Stored data entries:
[Start of Attachment]

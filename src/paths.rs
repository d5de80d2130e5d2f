use std::path::{Path, PathBuf};

pub fn out_gds(work_dir: impl AsRef<Path>, name: &str) -> PathBuf {
    PathBuf::from(work_dir.as_ref()).join(format!("{name}.gds"))
}

pub fn out_json(work_dir: impl AsRef<Path>, name: &str) -> PathBuf {
    PathBuf::from(work_dir.as_ref()).join(format!("{name}.json"))
}

/// The directory outputs go to when none is given: `<stem>_out` next to the job file.
pub fn default_work_dir(jobs: impl AsRef<Path>) -> PathBuf {
    let jobs = jobs.as_ref();
    let stem = jobs
        .file_stem()
        .map(|s| s.to_string_lossy().into_owned())
        .unwrap_or_else(|| "routes".to_string());
    jobs.parent()
        .unwrap_or_else(|| Path::new("."))
        .join(format!("{stem}_out"))
}
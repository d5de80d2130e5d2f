use crate::tech::TechMap;

mod routes;

/// A small process with round numbers: the minimal poly/met1 tower is 0.6um
/// square, the met1/met2 tower 0.4um.
const TEST_TECH: &str = r#"
name = "test"
dbu_per_um = 1000
grid = 0.005

[layers]
diff = [1, 0]
poly = [2, 0]
cont = [3, 0]
met1 = [4, 0]
via1 = [5, 0]
met2 = [6, 0]
npc = [7, 0]

[levels]
diff = 0
poly = 0
met1 = 1
met2 = 2

[[cuts]]
layer = "cont"
level = 0
size = 0.2
spacing = 0.1
enclosure_below = 0.2
enclosure_above = 0.2

[[cuts]]
layer = "via1"
level = 1
size = 0.2
spacing = 0.1
enclosure_below = 0.1
enclosure_above = 0.1

[rules]
poly = { min_width = 0.2, min_separation = 0.2 }
met1 = { min_width = 0.3, min_separation = 0.3 }
met2 = { min_width = 0.3, min_separation = 0.3 }

[models]
nfet = "nch"
pfet = "pch"

[halo]
contact = "cont"
poly = "poly"
layer = "npc"
"#;

pub(crate) fn test_tech() -> TechMap {
    TechMap::from_toml(TEST_TECH).expect("failed to load test technology")
}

[End of Attachment]

What is needed: Your task is to copy every line in the entries that holds the string "PathBuf".

Task output:
use std::path::{Path, PathBuf};
pub fn out_gds(work_dir: impl AsRef<Path>, name: &str) -> PathBuf {
    PathBuf::from(work_dir.as_ref()).join(format!("{name}.gds"))
pub fn out_json(work_dir: impl AsRef<Path>, name: &str) -> PathBuf {
    PathBuf::from(work_dir.as_ref()).join(format!("{name}.json"))
pub fn default_work_dir(jobs: impl AsRef<Path>) -> PathBuf {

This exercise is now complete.